In this case, a sweep of an intact three-story building with this layout would take an explosive detection canine approximately one hour to complete. When the building was collapsed, the search now took two to three hours, not including the response time of the unit. In past exercises, the “look or be aware of secondary devises” is commonly verbally acknowledged; the discovery of the unexploded ordinance was an unintended learning experience that can be implemented in real-world events, should they occur. This now means an increased time ratio of 4:1 should be applied when responding to a collapsed structure that is in need of an explosive detection canine sweep for secondary devises. This will allow for the sweep by the explosives detection canine as well as the restart of the rescue activities to include an updated safety briefing.

 

I explained to members of the command staff how important this information was for the operations of a real-world event. I recommended that this information be included in the postincident analysis on the positives and the negatives of the exercise. The positive aspect is the time needed to determine secondary devices. The negative is that, when imploding a building for training, the collapsed building must be swept with an explosive detection canine prior to execution of the disaster drill.

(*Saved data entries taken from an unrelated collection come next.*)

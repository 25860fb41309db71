// Handler tests
#![allow(clippy::unwrap_used)]

use serde_json::json;
use wireless_scanner_mcp::handler::route_tool;
use wireless_scanner_mcp::tools::definitions::tool_definitions;

#[tokio::test]
async fn test_route_tool_unknown() {
    let event_payload = json!({"name": "unknown_tool"});
    let result = route_tool("unknown_tool", event_payload).await;
    assert!(result.is_err(), "Expected error for unknown tool");

    if let Err(err) = result {
        assert_eq!(err.error_type, "UnknownTool");
        assert!(err.error_message.contains("Unknown tool: unknown_tool"));
    }
}

#[tokio::test]
async fn test_analyze_anomaly_missing_field() {
    // packetSample is missing; must fail before any generation request
    let mcp_payload = json!({
        "method": "tools/call",
        "params": {
            "arguments": {
                "type": "Rogue AP",
                "severity": "Critical",
                "description": "Unauthorized AP detected"
            }
        }
    });

    let result = route_tool("analyze_anomaly", mcp_payload).await;
    let err = result.unwrap_err();
    assert_eq!(err.error_type, "InvalidInput");
    assert!(err.error_message.contains("packetSample"));
}

#[tokio::test]
async fn test_analyze_anomaly_wrong_type() {
    let mcp_payload = json!({
        "method": "tools/call",
        "params": {
            "arguments": {
                "type": "Rogue AP",
                "severity": 4,
                "description": "Unauthorized AP detected",
                "packetSample": "Frame 1"
            }
        }
    });

    let err = route_tool("analyze_anomaly", mcp_payload).await.unwrap_err();
    assert_eq!(err.error_type, "InvalidInput");
}

#[tokio::test]
async fn test_summarize_protocol_empty_field() {
    let mcp_payload = json!({
        "method": "tools/call",
        "params": {
            "arguments": {
                "protocol": "DNS",
                "packetSummary": "   "
            }
        }
    });

    let err = route_tool("summarize_protocol_behavior", mcp_payload)
        .await
        .unwrap_err();
    assert_eq!(err.error_type, "InvalidInput");
    assert!(err.error_message.contains("packetSummary"));
}

#[tokio::test]
async fn test_list_packets_routing() {
    let mcp_payload = json!({
        "method": "tools/call",
        "params": {
            "arguments": {
                "protocol": "DNS",
                "page": 2,
                "seed": 11
            }
        }
    });

    let response = route_tool("list_packets", mcp_payload).await.unwrap();
    assert_eq!(response["page"], 2);
    assert_eq!(response["totalMatches"], 21);
    assert_eq!(response["totalPages"], 3);
    let packets = response["packets"].as_array().unwrap();
    assert_eq!(packets.len(), 10);
    assert!(packets.iter().all(|p| p["protocol"] == "DNS"));
}

#[tokio::test]
async fn test_list_packets_unknown_protocol() {
    let err = route_tool("list_packets", json!({"protocol": "ICMP"}))
        .await
        .unwrap_err();
    assert_eq!(err.error_type, "InvalidInput");
}

#[tokio::test]
async fn test_arguments_without_mcp_envelope() {
    let response = route_tool("list_anomalies", json!({"severity": "High"}))
        .await
        .unwrap();
    let anomalies = response["anomalies"].as_array().unwrap();
    assert_eq!(anomalies.len(), 2);
}

#[tokio::test]
async fn test_live_capture_requires_session() {
    let mcp_payload = json!({
        "method": "tools/call",
        "params": {
            "arguments": {
                "interface": "wlan0"
            }
        }
    });

    let err = route_tool("start_live_capture", mcp_payload).await.unwrap_err();
    assert_eq!(err.error_type, "PermissionDenied");
}

#[tokio::test]
async fn test_upload_pcap_with_session() {
    let mcp_payload = json!({
        "method": "tools/call",
        "params": {
            "arguments": {
                "fileName": "guest-wifi-traffic.pcapng",
                "session": {
                    "userId": "user-123",
                    "userName": "Wireless Hunter",
                    "roles": ["wireless-hunter"]
                }
            }
        }
    });

    let response = route_tool("upload_pcap", mcp_payload).await.unwrap();
    assert_eq!(response["scan"]["status"], "queued");
    assert_eq!(response["scan"]["mode"], "upload");
    assert_eq!(response["scan"]["userId"], "user-123");
    assert_eq!(response["scan"]["fileName"], "guest-wifi-traffic.pcapng");
}

#[tokio::test]
async fn test_every_defined_tool_is_routed() {
    for tool in tool_definitions() {
        // Empty arguments may be rejected, but never as an unknown tool
        if let Err(err) = route_tool(tool.name, json!({})).await {
            assert_ne!(err.error_type, "UnknownTool", "{} is not routed", tool.name);
        }
    }
}
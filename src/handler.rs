use anyhow::Result;
use lambda_runtime::tracing::{debug, error, info};
use lambda_runtime::{Context, Diagnostic, LambdaEvent};
use serde_json::Value;

use crate::models::error::AppError;
use crate::models::validation::parse_validated;
use crate::models::{
    AnomalyAnalysisRequest, ListAnomaliesRequest, ListPacketsRequest, ListScansRequest,
    LiveCaptureRequest, ProtocolStatisticsRequest, ProtocolSummaryRequest, UploadPcapRequest,
};
use crate::tools::definitions::{
    ANALYZE_ANOMALY, GET_PROTOCOL_STATISTICS, LIST_ANOMALIES, LIST_PACKETS, LIST_SCANS,
    START_LIVE_CAPTURE, SUMMARIZE_PROTOCOL_BEHAVIOR, UPLOAD_PCAP,
};
use crate::tools::{
    analyze_anomaly, get_protocol_statistics, list_anomalies, list_packets, list_scans,
    start_live_capture, summarize_protocol_behavior, upload_pcap,
};
use crate::utils::strip_gateway_prefix;

/// Extracts tool name from Lambda context or MCP event payload.
///
/// The gateway passes the tool name in
/// `context.client_context.custom[bedrockAgentCoreToolName]`; direct MCP
/// callers send a `tools/call` payload instead.
pub fn extract_tool_name(event_payload: &Value, context: &Context) -> String {
    debug!(
        "Extracting tool name from context: {:?}",
        context.client_context
    );

    if let Some(tool_name) = context
        .client_context
        .as_ref()
        .and_then(|cc| cc.custom.get("bedrockAgentCoreToolName"))
        .map(String::as_str)
    {
        debug!("Found tool name in context: {}", tool_name);
        return strip_gateway_prefix(tool_name);
    }

    if let Some(method) = event_payload.get("method").and_then(|m| m.as_str())
        && method == "tools/call"
        && let Some(params) = event_payload.get("params")
        && let Some(name) = params.get("name").and_then(|n| n.as_str())
    {
        debug!("Found tool name in MCP payload: {}", name);
        return strip_gateway_prefix(name);
    }

    debug!("Tool name not found, using unknown");
    "unknown".to_string()
}

fn diagnostic(error: &AppError) -> Diagnostic {
    Diagnostic {
        error_type: error.error_type().to_string(),
        error_message: error.to_string(),
    }
}

/// Routes a tool request to the appropriate handler.
///
/// # Errors
///
/// Returns a `Diagnostic` error if the tool is unknown, the arguments are
/// invalid, or tool execution fails.
pub async fn route_tool(tool_name: &str, event_payload: Value) -> Result<Value, Diagnostic> {
    debug!(tool_name = %tool_name, "Entering route_tool function");
    debug!(
        "Routing tool: {} with payload: {:?}",
        tool_name, event_payload
    );

    // Extract arguments from MCP request structure if present
    let tool_args = event_payload
        .get("params")
        .and_then(|params| params.get("arguments"))
        .unwrap_or(&event_payload)
        .clone();

    macro_rules! handle_tool {
        (@respond $result:expr) => {{
            let response = $result.map_err(|e: AppError| {
                error!(error = %e, error_type = e.error_type(), "Tool execution failed");
                diagnostic(&e)
            })?;

            serde_json::to_value(response).map_err(|e| {
                error!(error = %e, "Failed to serialize response");
                Diagnostic {
                    error_type: "SerializationError".to_string(),
                    error_message: format!("Failed to serialize response: {e}"),
                }
            })
        }};
        (@parse $request_type:ty, $tool_args:expr) => {{
            parse_validated::<$request_type>($tool_args).map_err(|e| {
                error!(error = %e, "Failed to parse request");
                diagnostic(&e)
            })?
        }};
        (async $tool_fn:expr, $request_type:ty, $tool_args:expr) => {{
            let request = handle_tool!(@parse $request_type, $tool_args);
            handle_tool!(@respond $tool_fn(request).await)
        }};
        ($tool_fn:expr, $request_type:ty, $tool_args:expr) => {{
            let request = handle_tool!(@parse $request_type, $tool_args);
            handle_tool!(@respond $tool_fn(request))
        }};
    }

    match tool_name {
        ANALYZE_ANOMALY => {
            handle_tool!(async analyze_anomaly, AnomalyAnalysisRequest, tool_args)
        }
        SUMMARIZE_PROTOCOL_BEHAVIOR => handle_tool!(
            async summarize_protocol_behavior,
            ProtocolSummaryRequest,
            tool_args
        ),
        LIST_ANOMALIES => handle_tool!(list_anomalies, ListAnomaliesRequest, tool_args),
        GET_PROTOCOL_STATISTICS => {
            handle_tool!(get_protocol_statistics, ProtocolStatisticsRequest, tool_args)
        }
        LIST_PACKETS => handle_tool!(list_packets, ListPacketsRequest, tool_args),
        START_LIVE_CAPTURE => handle_tool!(start_live_capture, LiveCaptureRequest, tool_args),
        UPLOAD_PCAP => handle_tool!(upload_pcap, UploadPcapRequest, tool_args),
        LIST_SCANS => handle_tool!(list_scans, ListScansRequest, tool_args),
        _ => {
            error!(tool_name = %tool_name, "Unknown tool requested");
            Err(Diagnostic {
                error_type: "UnknownTool".to_string(),
                error_message: format!("Unknown tool: {tool_name}"),
            })
        }
    }
}

/// Lambda event handler. Routes to tools based on `client_context.custom` or the
/// MCP payload. Logs full event only when `RUST_LOG=debug/trace`.
///
/// # Errors
///
/// Returns a `Diagnostic` error with one of the following types:
///
/// - `InvalidInput`: arguments are missing, mistyped or fail validation
/// - `GenerationError`: the generation service failed or returned bad output
/// - `PermissionDenied`: the caller session lacks a required role
/// - `ToolError`: any other tool failure
/// - `SerializationError`: the tool response could not be serialized
/// - `UnknownTool`: the requested tool name was not recognized
pub async fn function_handler(event: LambdaEvent<Value>) -> Result<Value, Diagnostic> {
    let (event_payload, context) = event.into_parts();

    let tool_name = extract_tool_name(&event_payload, &context);

    // API Gateway events carry the MCP request as a JSON string in `body`
    let payload_for_tool =
        if let Some(body_str) = event_payload.get("body").and_then(|b| b.as_str()) {
            serde_json::from_str(body_str).unwrap_or(event_payload)
        } else {
            event_payload
        };

    let tool_name = if tool_name == "unknown" {
        extract_tool_name(&payload_for_tool, &context)
    } else {
        tool_name
    };

    info!(tool_name = %tool_name, request_id = %context.request_id, "Invoking tool");

    route_tool(&tool_name, payload_for_tool).await
}
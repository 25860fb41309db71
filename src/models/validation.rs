use serde::de::DeserializeOwned;
use serde_json::Value;

use crate::models::error::AppError;

/// Checks applied after a record has been deserialized.
///
/// Serde already rejects missing fields and wrong types; implementors add the
/// rules serde cannot express, such as non-empty strings.
pub trait Validate {
    /// # Errors
    ///
    /// Returns [`AppError::Validation`] describing the first offending field.
    fn validate(&self) -> Result<(), AppError> {
        Ok(())
    }
}

/// Fails with [`AppError::Validation`] when `value` is empty or only whitespace.
///
/// # Errors
///
/// Returns a validation error naming `field`.
pub fn require_non_empty(field: &str, value: &str) -> Result<(), AppError> {
    if value.trim().is_empty() {
        return Err(AppError::Validation(format!(
            "field `{field}` must be a non-empty string"
        )));
    }
    Ok(())
}

/// Deserializes `value` into `T` and runs its [`Validate`] checks.
///
/// # Errors
///
/// Returns [`AppError::Validation`] if a field is missing, has the wrong type or
/// fails validation.
pub fn parse_validated<T>(value: Value) -> Result<T, AppError>
where
    T: DeserializeOwned + Validate,
{
    let parsed: T = serde_json::from_value(value)
        .map_err(|e| AppError::Validation(format!("Failed to parse request: {e}")))?;
    parsed.validate()?;
    Ok(parsed)
}

#[cfg(test)]
mod tests {
    use super::*;

    #[test]
    fn test_require_non_empty() {
        assert!(require_non_empty("severity", "High").is_ok());
        assert!(matches!(
            require_non_empty("severity", "   "),
            Err(AppError::Validation(msg)) if msg.contains("severity")
        ));
    }
}
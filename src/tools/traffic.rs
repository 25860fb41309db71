use chrono::Utc;
use lambda_runtime::tracing::{debug, info};
use rand::SeedableRng;
use rand::rngs::StdRng;

use crate::models::error::AppError;
use crate::models::scanner::Packet;
use crate::models::validation::Validate;
use crate::models::{
    AnomalyList, ListAnomaliesRequest, ListPacketsRequest, PacketPage, ProtocolStatisticsList,
    ProtocolStatisticsRequest,
};
use crate::sample_data;

pub const PACKETS_PER_PAGE: usize = 10;

/// Lists one page of sample traffic, filtered by protocol and search term.
///
/// Without a `seed` the packet set is regenerated on every call, so pages from
/// separate calls do not line up.
///
/// # Errors
///
/// Returns [`AppError::Validation`] for an unknown protocol filter.
pub fn list_packets(request: ListPacketsRequest) -> Result<PacketPage, AppError> {
    request.validate()?;

    let mut rng = request
        .seed
        .map_or_else(StdRng::from_entropy, StdRng::seed_from_u64);
    let packets = sample_data::packets(&mut rng, Utc::now());

    let page = paginate(filter_packets(packets, &request), request.page.unwrap_or(1));
    info!(
        page = page.page,
        total_pages = page.total_pages,
        total_matches = page.total_matches,
        "Listed packets"
    );
    Ok(page)
}

/// Applies the protocol filter and the search term.
///
/// The search term is used as given: it matches source and destination as
/// substrings and the summary case-insensitively.
#[must_use]
pub fn filter_packets(packets: Vec<Packet>, request: &ListPacketsRequest) -> Vec<Packet> {
    let protocol = request.protocol_filter();
    let search = request.search.as_deref().unwrap_or("");
    let search_lower = search.to_lowercase();

    debug!(?protocol, search = %search, "Filtering packets");

    packets
        .into_iter()
        .filter(|p| protocol.is_none_or(|wanted| p.protocol == wanted))
        .filter(|p| {
            search.is_empty()
                || p.source.contains(search)
                || p.destination.contains(search)
                || p.summary.to_lowercase().contains(&search_lower)
        })
        .collect()
}

/// Cuts one page out of `packets`.
///
/// `page` is 1-based and clamped into range; an empty input yields page 0 of 0.
#[must_use]
pub fn paginate(packets: Vec<Packet>, page: usize) -> PacketPage {
    let total_matches = packets.len();
    let total_pages = total_matches.div_ceil(PACKETS_PER_PAGE);

    if total_pages == 0 {
        return PacketPage {
            packets: Vec::new(),
            page: 0,
            total_pages: 0,
            total_matches: 0,
            page_size: PACKETS_PER_PAGE,
        };
    }

    let page = page.clamp(1, total_pages);
    let start = (page - 1) * PACKETS_PER_PAGE;

    PacketPage {
        packets: packets
            .into_iter()
            .skip(start)
            .take(PACKETS_PER_PAGE)
            .collect(),
        page,
        total_pages,
        total_matches,
        page_size: PACKETS_PER_PAGE,
    }
}

/// Lists detected anomalies, optionally only those of one severity.
///
/// # Errors
///
/// Does not currently fail; returns `Result` like every other tool.
pub fn list_anomalies(request: ListAnomaliesRequest) -> Result<AnomalyList, AppError> {
    let anomalies = sample_data::anomalies(Utc::now())
        .into_iter()
        .filter(|a| request.severity.is_none_or(|s| a.severity == s))
        .collect::<Vec<_>>();

    info!(count = anomalies.len(), "Listed anomalies");
    Ok(AnomalyList { anomalies })
}

/// Returns aggregated traffic statistics per protocol.
///
/// # Errors
///
/// Does not currently fail; returns `Result` like every other tool.
pub fn get_protocol_statistics(
    request: ProtocolStatisticsRequest,
) -> Result<ProtocolStatisticsList, AppError> {
    let protocols = sample_data::protocol_statistics()
        .into_iter()
        .filter(|s| request.protocol.is_none_or(|p| s.protocol == p))
        .collect::<Vec<_>>();

    info!(count = protocols.len(), "Listed protocol statistics");
    Ok(ProtocolStatisticsList { protocols })
}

Too often, we do not determine the actual time of real-world events and find ourselves in a position of the unknown, the consequences of which can be catastrophic. The information learned about the time necessary to mitigate an incident involving secondary devices or the failure of detonation should promote a review of our current strategies. Although most strategies depend on the conditions, actions, and needs as well as available resources, consider implementing a plan that addresses the time and staffing required to mitigate a scenario involving a secondary device with the information included in briefings as you prepare for such an event.

 

Stephen Coover is a battalion chief with the Bloomington (IN) Fire Department. He is a graduate of Indiana University and of the Executive Fire Officer Program at the National Fire Academy. Additionally, he is an instructor for the United State Fire Administration’s National Fire Academy and the Indiana Department of Homeland Security and is an adjunct instructor for Ivy Tech Community College and for the local technical career center. He has been a speaker at the Fire Department Instructors Conference International. Since June 2013, Coover has received focused specialized training from the Israeli Homefront Command National Rescue Unit.